As the girls grew, they were so identical; they kept pulling tricks on people who couldn't tell them apart.  

Finally, when they were about 18, a young man took interest in them. He would take one out on a date but he was never sure which one he was with.  

He decided he would marry at least one of them, but he wasn't sure which one he would marry.  

He went to the girls father and explained his quandary.  

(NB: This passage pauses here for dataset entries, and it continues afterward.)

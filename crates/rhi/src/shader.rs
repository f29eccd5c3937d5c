//! Shader identities consumed by pipeline creation.
//!
//! Shader compilation and SPIR-V loading happen outside this crate. What
//! the execution core needs is a stable identity per shader permutation:
//!
//! - [`ShaderKey`] names a permutation (base shader id plus define mask)
//! - [`ShaderModule`] is a pre-resolved `VkShaderModule` handle tagged with
//!   its stage and key
//! - [`ShaderProvider`] looks modules up by key; [`ShaderLibrary`] is the
//!   in-memory implementation
//!
//! # Example
//!
//! ```
//! use vkframe_rhi::shader::{ShaderKey, ShaderLibrary, ShaderModule, ShaderProvider, ShaderStage};
//! use vkframe_rhi::vk::{self, Handle};
//!
//! # fn example() -> Result<(), vkframe_rhi::RhiError> {
//! let key = ShaderKey::combine(7, 0b10);
//! let mut library = ShaderLibrary::new();
//! library.register(ShaderModule::new(
//!     vk::ShaderModule::from_raw(0x10),
//!     ShaderStage::Vertex,
//!     key,
//! ))?;
//!
//! assert_eq!(library.shader(key).map(|m| m.stage()), Some(ShaderStage::Vertex));
//! # Ok(())
//! # }
//! # example().unwrap();
//! ```

use std::collections::HashMap;
use std::ffi::CStr;
use std::fmt;

use ash::vk;
use ash::vk::Handle;

use crate::error::{RhiError, RhiResult};

/// Entry point shared by every shader module.
pub const SHADER_ENTRY_POINT: &CStr = c"main";

/// Shader pipeline stage.
///
/// Defines which stage of the graphics or compute pipeline
/// the shader will be used in.
#[derive(Clone, Copy, Debug, PartialEq, Eq, Hash)]
pub enum ShaderStage {
    /// Vertex shader stage - processes each vertex
    Vertex,
    /// Fragment (pixel) shader stage - processes each fragment
    Fragment,
    /// Compute shader stage - general-purpose GPU computation
    Compute,
}

impl ShaderStage {
    /// Converts the shader stage to Vulkan shader stage flags.
    pub fn to_vk_stage(self) -> vk::ShaderStageFlags {
        match self {
            ShaderStage::Vertex => vk::ShaderStageFlags::VERTEX,
            ShaderStage::Fragment => vk::ShaderStageFlags::FRAGMENT,
            ShaderStage::Compute => vk::ShaderStageFlags::COMPUTE,
        }
    }

    /// Returns a human-readable name for the shader stage.
    pub fn name(self) -> &'static str {
        match self {
            ShaderStage::Vertex => "vertex",
            ShaderStage::Fragment => "fragment",
            ShaderStage::Compute => "compute",
        }
    }
}

impl fmt::Display for ShaderStage {
    fn fmt(&self, f: &mut fmt::Formatter<'_>) -> fmt::Result {
        write!(f, "{}", self.name())
    }
}

/// Identity of one shader permutation.
///
/// The low 16 bits hold the base shader id and the high 16 bits the
/// permutation define mask.
#[derive(Clone, Copy, Debug, PartialEq, Eq, Hash, PartialOrd, Ord)]
pub struct ShaderKey(u32);

impl ShaderKey {
    /// Bit position of the define mask.
    pub const DEFINE_SHIFT: u32 = 16;
    /// Mask selecting the base shader id.
    pub const BASE_MASK: u32 = 0x0000_FFFF;
    /// Mask selecting the define bits.
    pub const DEFINE_MASK: u32 = 0xFFFF_0000;

    /// Wraps a raw key.
    pub const fn from_raw(raw: u32) -> Self {
        Self(raw)
    }

    /// Builds a key from a base shader id and a permutation define mask.
    pub const fn combine(base: u16, defines: u16) -> Self {
        Self(base as u32 | ((defines as u32) << Self::DEFINE_SHIFT))
    }

    pub const fn raw(self) -> u32 {
        self.0
    }

    pub const fn base(self) -> u16 {
        (self.0 & Self::BASE_MASK) as u16
    }

    pub const fn defines(self) -> u16 {
        ((self.0 & Self::DEFINE_MASK) >> Self::DEFINE_SHIFT) as u16
    }
}

impl fmt::Display for ShaderKey {
    fn fmt(&self, f: &mut fmt::Formatter<'_>) -> fmt::Result {
        write!(f, "{:#06x}[{:#06x}]", self.base(), self.defines())
    }
}

/// A compiled shader module as seen by pipeline creation.
///
/// This is a non-owning identity: the module is created and destroyed by
/// whoever compiled it. Two `ShaderModule`s are equal when they refer to the
/// same `VkShaderModule`, which is stable for the life of the process.
#[derive(Clone, Copy, Debug, PartialEq, Eq, Hash)]
pub struct ShaderModule {
    module: vk::ShaderModule,
    stage: ShaderStage,
    key: ShaderKey,
}

impl ShaderModule {
    pub fn new(module: vk::ShaderModule, stage: ShaderStage, key: ShaderKey) -> Self {
        Self { module, stage, key }
    }

    #[inline]
    pub fn handle(&self) -> vk::ShaderModule {
        self.module
    }

    #[inline]
    pub fn stage(&self) -> ShaderStage {
        self.stage
    }

    #[inline]
    pub fn key(&self) -> ShaderKey {
        self.key
    }

    /// Value used when hashing pipeline state.
    #[inline]
    pub fn identity(&self) -> u64 {
        self.module.as_raw()
    }

    /// Creates the shader stage info for pipeline creation.
    pub fn stage_create_info(&self) -> vk::PipelineShaderStageCreateInfo<'static> {
        vk::PipelineShaderStageCreateInfo::default()
            .stage(self.stage.to_vk_stage())
            .module(self.module)
            .name(SHADER_ENTRY_POINT)
    }
}

/// Source of shader modules by permutation key.
pub trait ShaderProvider {
    /// Returns the module registered for `key`, if any.
    fn shader(&self, key: ShaderKey) -> Option<ShaderModule>;
}

/// In-memory [`ShaderProvider`].
#[derive(Debug, Default)]
pub struct ShaderLibrary {
    modules: HashMap<ShaderKey, ShaderModule>,
}

impl ShaderLibrary {
    pub fn new() -> Self {
        Self::default()
    }

    /// Registers a module under its key.
    ///
    /// # Errors
    ///
    /// Returns [`RhiError::DuplicateShader`] if the key is already taken.
    pub fn register(&mut self, module: ShaderModule) -> RhiResult<()> {
        if self.modules.contains_key(&module.key()) {
            return Err(RhiError::DuplicateShader(module.key()));
        }
        self.modules.insert(module.key(), module);
        Ok(())
    }

    pub fn len(&self) -> usize {
        self.modules.len()
    }

    pub fn is_empty(&self) -> bool {
        self.modules.is_empty()
    }
}

impl ShaderProvider for ShaderLibrary {
    fn shader(&self, key: ShaderKey) -> Option<ShaderModule> {
        self.modules.get(&key).copied()
    }
}

#[cfg(test)]
mod tests {
    use super::*;

    #[test]
    fn test_shader_stage_to_vk_stage() {
        assert_eq!(
            ShaderStage::Vertex.to_vk_stage(),
            vk::ShaderStageFlags::VERTEX
        );
        assert_eq!(
            ShaderStage::Fragment.to_vk_stage(),
            vk::ShaderStageFlags::FRAGMENT
        );
        assert_eq!(
            ShaderStage::Compute.to_vk_stage(),
            vk::ShaderStageFlags::COMPUTE
        );
    }

    #[test]
    fn test_shader_stage_display() {
        assert_eq!(format!("{}", ShaderStage::Vertex), "vertex");
        assert_eq!(format!("{}", ShaderStage::Compute), "compute");
    }

    #[test]
    fn test_shader_key_layout() {
        let key = ShaderKey::combine(0x1234, 0x0003);
        assert_eq!(key.raw(), 0x0003_1234);
        assert_eq!(key.base(), 0x1234);
        assert_eq!(key.defines(), 0x0003);
        assert_eq!(ShaderKey::from_raw(key.raw()), key);
    }

    #[test]
    fn test_permutations_are_distinct() {
        assert_ne!(ShaderKey::combine(1, 0), ShaderKey::combine(1, 1));
        assert_ne!(ShaderKey::combine(1, 0), ShaderKey::combine(2, 0));
    }

    #[test]
    fn test_library_rejects_duplicates() {
        let key = ShaderKey::combine(1, 0);
        let module = ShaderModule::new(vk::ShaderModule::from_raw(1), ShaderStage::Vertex, key);

        let mut library = ShaderLibrary::new();
        library.register(module).unwrap();
        assert!(matches!(
            library.register(module),
            Err(RhiError::DuplicateShader(k)) if k == key
        ));
        assert_eq!(library.len(), 1);
    }

    #[test]
    fn test_stage_create_info_uses_main() {
        let module = ShaderModule::new(
            vk::ShaderModule::from_raw(9),
            ShaderStage::Compute,
            ShaderKey::combine(3, 0),
        );
        let info = module.stage_create_info();
        assert_eq!(info.stage, vk::ShaderStageFlags::COMPUTE);
        assert_eq!(info.module, module.handle());
        assert_eq!(info.p_name, SHADER_ENTRY_POINT.as_ptr());
    }
}
use wirepack_buffers::Reader;

use crate::error::Result;
use crate::tags::{PacketType, SEPARATOR};

/// Marker byte + type byte.
pub const FIXED_HEADER_SIZE: usize = 2;
/// Marker byte + type byte + `u32` content length.
pub const DYNAMIC_HEADER_SIZE: usize = 6;
/// One trailing separator byte per frame.
pub const FOOTER_SIZE: usize = 1;

/// Classification of one frame: its type and the sizes that locate its
/// content. Recomputed on every decode attempt — cheap and never persisted
/// apart from its frame.
#[derive(Debug, Clone, Copy, PartialEq, Eq)]
pub struct Header {
    pub packet_type: PacketType,
    pub header_size: usize,
    pub content_size: usize,
}

impl Header {
    /// Total wire size of the frame: header + content + footer.
    pub fn packet_size(&self) -> usize {
        self.header_size + self.content_size + FOOTER_SIZE
    }

    /// True for a header successfully classified from complete bytes.
    pub fn is_valid(&self) -> bool {
        !matches!(
            self.packet_type,
            PacketType::NotValid | PacketType::PartialHeader
        )
    }

    /// True while more bytes are needed before the frame can be classified.
    pub fn is_partial(&self) -> bool {
        self.packet_type == PacketType::PartialHeader
    }

    pub(crate) fn partial() -> Self {
        Self {
            packet_type: PacketType::PartialHeader,
            header_size: 0,
            content_size: 0,
        }
    }

    pub(crate) fn not_valid() -> Self {
        Self {
            packet_type: PacketType::NotValid,
            header_size: 0,
            content_size: 0,
        }
    }
}

/// Pure classification: map a type tag (and, for dynamic types, a content
/// size) to its header record. Sentinels classify as `NotValid`.
pub fn declare_header(packet_type: PacketType, content_size: usize) -> Header {
    if let Some(fixed) = packet_type.fixed_content_size() {
        Header {
            packet_type,
            header_size: FIXED_HEADER_SIZE,
            content_size: fixed,
        }
    } else if packet_type.is_dynamic_size() {
        Header {
            packet_type,
            header_size: DYNAMIC_HEADER_SIZE,
            content_size,
        }
    } else {
        Header::not_valid()
    }
}

/// Read and classify one frame header from the reader.
///
/// Returns a `PartialHeader` record — with the cursor restored to the frame
/// start — while the header, content, or footer bytes are not all available
/// yet; this is the non-destructive "is a full frame here yet" query the
/// streaming decoder retries on. On a valid header the cursor is left at
/// the first content byte.
pub fn read_header<R: Reader + ?Sized>(reader: &mut R) -> Result<Header> {
    if reader.check_eof(FIXED_HEADER_SIZE) {
        return Ok(Header::partial());
    }

    reader.pushd();
    let marker = reader.read_u8()?;
    if marker != SEPARATOR {
        reader.popd();
        return Ok(Header::not_valid());
    }

    let type_byte = reader.read_u8()?;
    let Some(packet_type) = PacketType::from_wire(type_byte) else {
        reader.popd();
        return Ok(Header::not_valid());
    };

    let header = if packet_type.is_dynamic_size() {
        if reader.check_eof(4) {
            reader.popd();
            return Ok(Header::partial());
        }
        let content_size = reader.read_u32()? as usize;
        declare_header(packet_type, content_size)
    } else {
        declare_header(packet_type, 0)
    };

    // Look ahead for the whole frame before committing the cursor.
    if reader.check_eof(header.content_size + FOOTER_SIZE) {
        reader.popd();
        return Ok(Header::partial());
    }

    reader.forget();
    Ok(header)
}

/// Slice-based variant of [`read_header`] for callers that hold contiguous
/// bytes rather than a cursor. Never consumes anything.
pub fn peek_header(buf: &[u8]) -> Header {
    if buf.len() < FIXED_HEADER_SIZE {
        return Header::partial();
    }
    if buf[0] != SEPARATOR {
        return Header::not_valid();
    }
    let Some(packet_type) = PacketType::from_wire(buf[1]) else {
        return Header::not_valid();
    };

    let header = if packet_type.is_dynamic_size() {
        if buf.len() < DYNAMIC_HEADER_SIZE {
            return Header::partial();
        }
        let content_size = u32::from_le_bytes(buf[2..6].try_into().expect("4-byte slice")) as usize;
        declare_header(packet_type, content_size)
    } else {
        declare_header(packet_type, 0)
    };

    if buf.len() < header.packet_size() {
        return Header::partial();
    }
    header
}

#[cfg(test)]
mod tests {
    use wirepack_buffers::{BufferListReader, BufferReader};

    use super::*;

    #[test]
    fn declares_fixed_sizes_from_tag_alone() {
        let header = declare_header(PacketType::Double, 999);
        assert_eq!(header.header_size, FIXED_HEADER_SIZE);
        assert_eq!(header.content_size, 8);
        assert_eq!(header.packet_size(), 11);

        let header = declare_header(PacketType::Null, 999);
        assert_eq!(header.content_size, 0);
        assert_eq!(header.packet_size(), 3);
    }

    #[test]
    fn declares_dynamic_sizes_from_argument() {
        let header = declare_header(PacketType::String, 5);
        assert_eq!(header.header_size, DYNAMIC_HEADER_SIZE);
        assert_eq!(header.content_size, 5);
        assert_eq!(header.packet_size(), 12);
    }

    #[test]
    fn sentinels_declare_not_valid() {
        assert!(!declare_header(PacketType::NotValid, 0).is_valid());
        assert!(!declare_header(PacketType::PartialHeader, 0).is_valid());
    }

    #[test]
    fn reads_complete_fixed_header() {
        let bytes = vec![SEPARATOR, PacketType::Null.to_wire(), SEPARATOR];
        let mut reader = BufferReader::new(bytes);
        let header = read_header(&mut reader).unwrap();
        assert_eq!(header.packet_type, PacketType::Null);
        // Cursor sits at the first content byte (here: the footer).
        assert_eq!(reader.position(), FIXED_HEADER_SIZE);
    }

    #[test]
    fn partial_on_missing_length_field() {
        let bytes = vec![SEPARATOR, PacketType::String.to_wire(), 0x05, 0x00];
        let mut reader = BufferReader::new(bytes);
        let header = read_header(&mut reader).unwrap();
        assert!(header.is_partial());
        assert_eq!(reader.position(), 0);
    }

    #[test]
    fn partial_until_content_and_footer_available() {
        let mut bytes = vec![SEPARATOR, PacketType::String.to_wire()];
        bytes.extend_from_slice(&5u32.to_le_bytes());
        bytes.extend_from_slice(b"hell"); // one content byte and footer missing

        let mut reader = BufferReader::new(bytes);
        let header = read_header(&mut reader).unwrap();
        assert!(header.is_partial());
        assert_eq!(reader.position(), 0);
    }

    #[test]
    fn invalid_on_wrong_marker() {
        let bytes = vec![SEPARATOR ^ 0xFF, PacketType::Null.to_wire(), SEPARATOR];
        let mut reader = BufferReader::new(bytes);
        let header = read_header(&mut reader).unwrap();
        assert_eq!(header.packet_type, PacketType::NotValid);
    }

    #[test]
    fn invalid_on_unknown_type_byte() {
        let bytes = vec![SEPARATOR, 0x7F, SEPARATOR];
        let mut reader = BufferReader::new(bytes);
        let header = read_header(&mut reader).unwrap();
        assert_eq!(header.packet_type, PacketType::NotValid);
    }

    #[test]
    fn retry_succeeds_after_more_bytes_arrive() {
        let mut reader = BufferListReader::new();
        reader.append(bytes::Bytes::copy_from_slice(&[
            SEPARATOR,
            PacketType::PositiveInteger.to_wire(),
        ]));
        assert!(read_header(&mut reader).unwrap().is_partial());

        let mut rest = 42u32.to_le_bytes().to_vec();
        rest.push(SEPARATOR);
        reader.append(bytes::Bytes::from(rest));

        let header = read_header(&mut reader).unwrap();
        assert_eq!(header.packet_type, PacketType::PositiveInteger);
        assert_eq!(header.content_size, 4);
    }

    #[test]
    fn peek_header_matches_reader_variant() {
        let mut bytes = vec![SEPARATOR, PacketType::Buffer.to_wire()];
        bytes.extend_from_slice(&3u32.to_le_bytes());
        bytes.extend_from_slice(b"abc");
        bytes.push(SEPARATOR);

        let peeked = peek_header(&bytes);
        let mut reader = BufferReader::new(bytes);
        assert_eq!(peeked, read_header(&mut reader).unwrap());
        assert_eq!(peeked.packet_size(), 10);
    }
}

"I love your daughters and want to marry one of them, but I can't tell them apart, so I will leave it up to you...  Give me Liberty or give me Beth."  

* * * * * * * * * *

A motorcycle enthusiast complained that he couldn't decide  whether to buy a bike with high top speed and poor acceleration, or one with lots of torque and fast acceleration,  but a poor top speed. Eventually he decided on the second one, because it cost a lot less. After all, torque is cheap!

* * * * * * * * * *

Donations to the order were down and the convent did not have the  funds to continue in their usual manner. Rather than shutting down, Mother Superior ordered an austerity program requiring recycling of  old clothing. As the gowns had faded over the years, they were sent 
to the manufacturer to restore them to their original black.  Unfortunately when the dresses were returned, while improved, they were still a dark grey, Which just goes to prove old habits dye hard.

* * * * * * * * * *

A man walks into a bar and says, "Excuse me, I'd like a pint of beer."

The bartender serves the drink and says, "That'll be four dollars."

The customer pulls out a twenty-dollar bill and hands it to  the bartender. "Sorry, sir," the bartender says, "but I can't accept that."

The man pulls out a ten-dollar bill and the bartender rejects  his money again.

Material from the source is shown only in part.